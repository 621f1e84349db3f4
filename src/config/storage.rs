//! Conversation storage configuration

use serde::Deserialize;

use super::error::ValidationError;

/// Where conversation snapshots are kept
#[derive(Debug, Clone, Deserialize)]
pub struct StorageConfig {
    #[serde(default)]
    pub backend: StorageBackend,

    /// Directory for the file backend
    #[serde(default = "default_data_dir")]
    pub data_dir: String,
}

/// Storage backend selection
#[derive(Debug, Clone, Copy, Deserialize, PartialEq, Eq, Default)]
#[serde(rename_all = "lowercase")]
pub enum StorageBackend {
    #[default]
    Memory,
    File,
}

impl StorageConfig {
    /// Validate storage configuration
    pub fn validate(&self) -> Result<(), ValidationError> {
        if self.backend == StorageBackend::File && self.data_dir.trim().is_empty() {
            return Err(ValidationError::MissingRequired("storage.data_dir"));
        }
        Ok(())
    }
}

impl Default for StorageConfig {
    fn default() -> Self {
        Self {
            backend: StorageBackend::default(),
            data_dir: default_data_dir(),
        }
    }
}

fn default_data_dir() -> String {
    "./data/conversations".to_string()
}

#[cfg(test)]
mod tests {
    use super::*;

    #[test]
    fn defaults_to_memory_backend() {
        let config = StorageConfig::default();
        assert_eq!(config.backend, StorageBackend::Memory);
        assert_eq!(config.data_dir, "./data/conversations");
        assert!(config.validate().is_ok());
    }

    #[test]
    fn file_backend_requires_data_dir() {
        let config = StorageConfig {
            backend: StorageBackend::File,
            data_dir: "  ".to_string(),
        };
        assert_eq!(
            config.validate(),
            Err(ValidationError::MissingRequired("storage.data_dir"))
        );
    }
}
//! HTTP handlers for the messaging webhook.

use std::sync::Arc;

use axum::{
    extract::State,
    http::StatusCode,
    response::{IntoResponse, Response},
    Json,
};
use tracing::{debug, error};

use crate::application::{ProcessMessageCommand, ProcessMessageError, ProcessMessageHandler};
use crate::domain::foundation::{ConversationId, DomainError};

use super::dto::{ErrorResponse, InboundMessage, WebhookResponse};

// ════════════════════════════════════════════════════════════════════════════
// Handler state
// ════════════════════════════════════════════════════════════════════════════

/// Shared state for webhook handlers.
#[derive(Clone)]
pub struct WebhookAppState {
    pub process_message: Arc<ProcessMessageHandler>,
}

impl WebhookAppState {
    pub fn new(process_message: Arc<ProcessMessageHandler>) -> Self {
        Self { process_message }
    }
}

// ════════════════════════════════════════════════════════════════════════════
// HTTP handlers
// ════════════════════════════════════════════════════════════════════════════

/// POST /webhook/messages - Process one inbound customer message
pub async fn receive_message(
    State(state): State<WebhookAppState>,
    Json(msg): Json<InboundMessage>,
) -> Response {
    if msg.from_me || msg.is_group {
        debug!(message_id = %msg.message_id, "Ignoring own or group message");
        return (
            StatusCode::OK,
            Json(WebhookResponse::ignored("own or group message")),
        )
            .into_response();
    }

    let Some(text) = msg.text() else {
        debug!(message_id = %msg.message_id, "Ignoring message without text");
        return (
            StatusCode::OK,
            Json(WebhookResponse::ignored("message without text")),
        )
            .into_response();
    };

    let conversation_id = match ConversationId::new(msg.phone.as_str()) {
        Ok(id) => id,
        Err(e) => {
            return (
                StatusCode::BAD_REQUEST,
                Json(ErrorResponse::from(DomainError::from(e))),
            )
                .into_response()
        }
    };

    let cmd = ProcessMessageCommand::new(conversation_id, text);

    match state.process_message.handle(cmd).await {
        Ok(result) => (StatusCode::OK, Json(WebhookResponse::from(result))).into_response(),
        Err(e) => handle_process_error(e),
    }
}

/// GET /health - Liveness probe
pub async fn health() -> impl IntoResponse {
    (StatusCode::OK, Json(serde_json::json!({ "status": "ok" })))
}

fn handle_process_error(err: ProcessMessageError) -> Response {
    match err {
        ProcessMessageError::EmptyContent => (
            StatusCode::BAD_REQUEST,
            Json(ErrorResponse::from(DomainError::from(err))),
        )
            .into_response(),
        ProcessMessageError::Store(ref e) => {
            error!(error = %e, "Failed to persist conversation");
            (
                StatusCode::INTERNAL_SERVER_ERROR,
                Json(ErrorResponse::internal("Failed to persist conversation")),
            )
                .into_response()
        }
    }
}
//! Axum routes for the webhook endpoints.

use axum::routing::{get, post};
use axum::Router;

use super::handlers::{health, receive_message, WebhookAppState};

/// Creates the application router.
///
/// Endpoints:
/// - POST /webhook/messages - Inbound customer message
/// - GET /health - Liveness probe
pub fn webhook_router(state: WebhookAppState) -> Router {
    Router::new()
        .route("/webhook/messages", post(receive_message))
        .route("/health", get(health))
        .with_state(state)
}
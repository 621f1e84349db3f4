//! Customer record collected over the conversation.
//!
//! The record is a plain mutable aggregate. Updates take a partial mapping
//! of field names to JSON values: unknown keys and `null` values are
//! ignored, provided keys overwrite whatever was stored (last write wins).
//! No validation happens here; structural checks live in
//! [`validation`](super::validation) and are advisory.

use serde::{Deserialize, Serialize};
use serde_json::Value;

use crate::domain::foundation::Timestamp;

/// Partial field-name → value mapping accepted by the update operations.
pub type FieldMap = serde_json::Map<String, Value>;

/// Field names understood by [`CustomerRecord::update_identity`].
pub mod identity_keys {
    pub const FULL_NAME: &str = "full_name";
    pub const PHONE: &str = "phone";
    pub const EMAIL: &str = "email";
    pub const NATIONAL_ID: &str = "national_id";
    pub const ADDRESS: &str = "address";
}

/// Field names understood by [`CustomerRecord::update_service`].
pub mod service_keys {
    pub const ITEM: &str = "item";
    pub const QUANTITY: &str = "quantity";
    pub const SIZE: &str = "size";
    pub const PHOTO_SENT: &str = "photo_sent";
    pub const QUOTED_PRICE: &str = "quoted_price";
    pub const QUOTE_ACCEPTED: &str = "quote_accepted";
}

/// Field names understood by [`CustomerRecord::update_location`].
pub mod location_keys {
    pub const CITY: &str = "city";
    pub const LANDMARK: &str = "landmark";
}

/// Kind of upholstered item the customer wants cleaned.
#[derive(Debug, Clone, Copy, PartialEq, Eq, Hash, Serialize, Deserialize)]
#[serde(rename_all = "snake_case")]
pub enum ItemType {
    Sofa,
    Armchair,
    Chair,
    Mattress,
    Headboard,
    CarSeat,
    Other,
}

impl ItemType {
    /// Maps a free-text item name (Portuguese or English) to an item type.
    ///
    /// Anything unrecognised is `Other`; parsing never fails.
    pub fn parse(raw: &str) -> Self {
        let text = fold_accents(&raw.trim().to_lowercase()).replace('_', " ");

        if (text.contains("banco") || text.contains("assento")) && text.contains("carro")
            || text.contains("car seat")
        {
            Self::CarSeat
        } else if text.contains("sofa") {
            Self::Sofa
        } else if text.contains("poltrona") || text.contains("armchair") {
            Self::Armchair
        } else if text.contains("cadeira") || text.contains("chair") {
            Self::Chair
        } else if text.contains("colchao") || text.contains("mattress") {
            Self::Mattress
        } else if text.contains("cabeceira") || text.contains("headboard") {
            Self::Headboard
        } else {
            Self::Other
        }
    }

    /// Customer-facing name of the item.
    pub fn label(&self) -> &'static str {
        match self {
            Self::Sofa => "sofá",
            Self::Armchair => "poltrona",
            Self::Chair => "cadeira",
            Self::Mattress => "colchão",
            Self::Headboard => "cabeceira",
            Self::CarSeat => "banco de carro",
            Self::Other => "outro item",
        }
    }
}

fn fold_accents(s: &str) -> String {
    s.chars()
        .map(|c| match c {
            'á' | 'à' | 'â' | 'ã' => 'a',
            'é' | 'ê' => 'e',
            'í' => 'i',
            'ó' | 'ô' | 'õ' => 'o',
            'ú' | 'ü' => 'u',
            'ç' => 'c',
            other => other,
        })
        .collect()
}

/// The customer's answer to the quote.
///
/// Three-valued on purpose: "not answered yet" must never collapse into
/// "rejected".
#[derive(Debug, Clone, Copy, PartialEq, Eq, Hash, Serialize, Deserialize, Default)]
#[serde(rename_all = "snake_case")]
pub enum QuoteDecision {
    #[default]
    Unknown,
    Accepted,
    Rejected,
}

impl QuoteDecision {
    /// Converts a nullable boolean answer.
    pub fn from_answer(answer: Option<bool>) -> Self {
        match answer {
            Some(true) => Self::Accepted,
            Some(false) => Self::Rejected,
            None => Self::Unknown,
        }
    }

    pub fn is_accepted(&self) -> bool {
        matches!(self, Self::Accepted)
    }

    /// True once the customer answered either way.
    pub fn is_decided(&self) -> bool {
        !matches!(self, Self::Unknown)
    }
}

/// Personal data needed to register the appointment.
#[derive(Debug, Clone, Default, PartialEq, Serialize, Deserialize)]
pub struct CustomerIdentity {
    pub full_name: Option<String>,
    pub phone: Option<String>,
    pub email: Option<String>,
    /// Brazilian taxpayer number (CPF).
    pub national_id: Option<String>,
    pub address: Option<String>,
}

/// What the customer wants cleaned and the quote given for it.
#[derive(Debug, Clone, Default, PartialEq, Serialize, Deserialize)]
pub struct ServiceRequest {
    pub item: Option<ItemType>,
    pub quantity: Option<u32>,
    pub size: Option<String>,
    pub photo_sent: bool,
    pub quoted_price: Option<f64>,
    pub quote_decision: QuoteDecision,
}

/// Where the service would happen.
#[derive(Debug, Clone, Default, PartialEq, Serialize, Deserialize)]
pub struct ServiceLocation {
    pub city: Option<String>,
    pub landmark: Option<String>,
}

/// Everything collected from one customer during a conversation.
#[derive(Debug, Clone, PartialEq, Serialize, Deserialize)]
pub struct CustomerRecord {
    pub identity: CustomerIdentity,
    pub service: ServiceRequest,
    pub location: ServiceLocation,
    pub created_at: Timestamp,
    pub updated_at: Timestamp,
}

impl CustomerRecord {
    /// Creates an empty record at conversation start.
    pub fn new() -> Self {
        let now = Timestamp::now();
        Self {
            identity: CustomerIdentity::default(),
            service: ServiceRequest::default(),
            location: ServiceLocation::default(),
            created_at: now,
            updated_at: now,
        }
    }

    /// Overwrites the provided identity fields.
    ///
    /// Returns how many fields were written.
    pub fn update_identity(&mut self, fields: &FieldMap) -> usize {
        use identity_keys::*;

        let identity = &mut self.identity;
        let written = [
            assign(&mut identity.full_name, fields.get(FULL_NAME).and_then(text_value)),
            assign(&mut identity.phone, fields.get(PHONE).and_then(text_value)),
            assign(&mut identity.email, fields.get(EMAIL).and_then(text_value)),
            assign(&mut identity.national_id, fields.get(NATIONAL_ID).and_then(text_value)),
            assign(&mut identity.address, fields.get(ADDRESS).and_then(text_value)),
        ]
        .into_iter()
        .filter(|w| *w)
        .count();

        self.touch(written)
    }

    /// Overwrites the provided service-request fields.
    ///
    /// Returns how many fields were written.
    pub fn update_service(&mut self, fields: &FieldMap) -> usize {
        use service_keys::*;

        let service = &mut self.service;
        let mut written = [
            assign(
                &mut service.item,
                fields.get(ITEM).and_then(text_value).map(|s| ItemType::parse(&s)),
            ),
            assign(&mut service.quantity, fields.get(QUANTITY).and_then(quantity_value)),
            assign(&mut service.size, fields.get(SIZE).and_then(text_value)),
            assign(&mut service.quoted_price, fields.get(QUOTED_PRICE).and_then(price_value)),
        ]
        .into_iter()
        .filter(|w| *w)
        .count();

        if let Some(sent) = fields.get(PHOTO_SENT).and_then(Value::as_bool) {
            service.photo_sent = sent;
            written += 1;
        }
        if let Some(accepted) = fields.get(QUOTE_ACCEPTED).and_then(Value::as_bool) {
            service.quote_decision = QuoteDecision::from_answer(Some(accepted));
            written += 1;
        }

        self.touch(written)
    }

    /// Overwrites the provided location fields.
    ///
    /// Returns how many fields were written.
    pub fn update_location(&mut self, fields: &FieldMap) -> usize {
        use location_keys::*;

        let location = &mut self.location;
        let written = [
            assign(&mut location.city, fields.get(CITY).and_then(text_value)),
            assign(&mut location.landmark, fields.get(LANDMARK).and_then(text_value)),
        ]
        .into_iter()
        .filter(|w| *w)
        .count();

        self.touch(written)
    }

    fn touch(&mut self, written: usize) -> usize {
        if written > 0 {
            self.updated_at = Timestamp::now();
        }
        written
    }
}

impl Default for CustomerRecord {
    fn default() -> Self {
        Self::new()
    }
}

fn assign<T>(slot: &mut Option<T>, value: Option<T>) -> bool {
    match value {
        Some(v) => {
            *slot = Some(v);
            true
        }
        None => false,
    }
}

/// Reads a non-blank string; numbers are accepted in their decimal form.
pub(super) fn text_value(value: &Value) -> Option<String> {
    match value {
        Value::String(s) => {
            let trimmed = s.trim();
            (!trimmed.is_empty()).then(|| trimmed.to_string())
        }
        Value::Number(n) => Some(n.to_string()),
        _ => None,
    }
}

pub(super) fn quantity_value(value: &Value) -> Option<u32> {
    match value {
        Value::Number(n) => n.as_u64().and_then(|q| u32::try_from(q).ok()),
        Value::String(s) => s.trim().parse().ok(),
        _ => None,
    }
}

/// Accepts `179`, `"179.5"`, `"179,00"`, `"R$ 1.179"` and `"R$ 1.179,00"`.
///
/// Without a decimal comma, dots that only separate groups of three digits
/// are thousands separators. Non-finite amounts are rejected.
fn price_value(value: &Value) -> Option<f64> {
    let amount = match value {
        Value::Number(n) => n.as_f64(),
        Value::String(s) => {
            let amount = s.trim().trim_start_matches("R$").trim();
            let normalized = if amount.contains(',') {
                amount.replace('.', "").replace(',', ".")
            } else if has_thousands_groups(amount) {
                amount.replace('.', "")
            } else {
                amount.to_string()
            };
            normalized.parse().ok()
        }
        _ => None,
    };
    amount.filter(|a: &f64| a.is_finite())
}

/// True for `1.179` or `12.345.678`: a 1-3 digit head followed by
/// dot-separated groups of exactly three digits.
fn has_thousands_groups(amount: &str) -> bool {
    let mut groups = amount.split('.');
    let head_ok = groups
        .next()
        .is_some_and(|g| (1..=3).contains(&g.len()) && g.bytes().all(|b| b.is_ascii_digit()));
    let mut rest = groups.peekable();
    head_ok
        && rest.peek().is_some()
        && rest.all(|g| g.len() == 3 && g.bytes().all(|b| b.is_ascii_digit()))
}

§ **Exercise brief**
Pull every line with the string "crate" from the data above.

§ **Result of the exercise**
use crate::application::{ProcessMessageCommand, ProcessMessageError, ProcessMessageHandler};
use crate::domain::foundation::{ConversationId, DomainError};
use crate::domain::foundation::Timestamp;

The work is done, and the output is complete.